Es wurde ausgerissen, umgestossen, demoliert, abgeschraubt und zerschlagen. Opfer waren unter anderem diverse Infotafeln, ein Sichtrohr und eine geschnitzte Biberfigur.

Nicht nur finanzieller Schaden

Der Schaden beläuft sich dieses Mal auf mindestens 3’000 Franken. Dies ist nicht nur aus finanzieller Sicht bedauernswert. Es ist auch sehr schade für die zahlreichen Familien, Schulklassen und andere Interessierte, die den Biberpfad zwischen Oberbüren und Niederbüren jährlich besuchen. Schon über 10 Jahre hat jedermann und jedefrau die Möglichkeit, entlang des rund vier Kilometer langen Uferwegs allerlei über das pelzige Säugetier zu lernen. Bisher durfte sich der Lehrpfad im Reich des Bibers an rund 10’000 Besucherinnen und Besuchern erfreuen.

Da sich solche Fälle in Oberbüren und auf dem Biberpfad in den letzten Monaten gehäuft haben, möchte der WWF St.

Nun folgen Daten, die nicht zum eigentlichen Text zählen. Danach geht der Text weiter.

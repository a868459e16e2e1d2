// assay/src/commands/plan.rs
//
// USE CASE: Show the resolution order, layer by layer.

use std::path::PathBuf;

use anyhow::Context;
use assay_core::domain::graph::GraphSolver;
use assay_core::domain::ports::RegistryLoader;
use assay_core::infrastructure::SchemaDiscovery;
use assay_core::infrastructure::config::project::load_project_config;
use comfy_table::presets::UTF8_FULL;
use comfy_table::{ContentArrangement, Table};

pub fn execute(project_dir: PathBuf) -> anyhow::Result<()> {
    let config = load_project_config(&project_dir).with_context(|| {
        format!(
            "Failed to load project configuration from {:?}",
            project_dir
        )
    })?;
    let loader: &dyn RegistryLoader = &SchemaDiscovery;
    let registry = loader.load(&project_dir, &config)?;

    println!("🧠 Calculating Execution DAG...");
    let layers = GraphSolver::plan_layers(&registry)?;

    let mut table = Table::new();
    table
        .load_preset(UTF8_FULL)
        .set_content_arrangement(ContentArrangement::Dynamic)
        .set_header(vec!["#", "Layer", "Model", "Materialized", "Depends on", "Checks"]);

    let mut position = 0;
    for (layer_index, layer) in layers.iter().enumerate() {
        for name in layer {
            position += 1;
            let model = registry.get(name)?;
            let mut upstream: Vec<&str> = model.upstream_models().collect();
            upstream.sort_unstable();
            upstream.dedup();

            table.add_row(vec![
                position.to_string(),
                (layer_index + 1).to_string(),
                model.name.clone(),
                model
                    .materialized
                    .map(|m| m.to_string())
                    .unwrap_or_else(|| "-".to_string()),
                if upstream.is_empty() {
                    "-".to_string()
                } else {
                    upstream.join(", ")
                },
                model.constraint_count().to_string(),
            ]);
        }
    }

    println!("{table}");
    println!(
        "📝 Execution Plan: {} models in {} layers",
        position,
        layers.len()
    );
    Ok(())
}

Gallen, Initiator und Mitfinanzierer des Lehrpfades, nun ein Zeichen gegen diesen respektlosen Trend setzen.

Anzeige erstattet

Am 12. November 2020 wurde Anzeige gegen Unbekannt erstattet. Die Polizei ermittelt. Es bleibt zu hoffen, dass die TäterInnen künftige Sachbeschädigungen unterlassen. Schliesslich ist mit der Erstellung des begehrten Lehrpfades viel Leidenschaft, Zeit und Freiwilligenarbeit verbunden.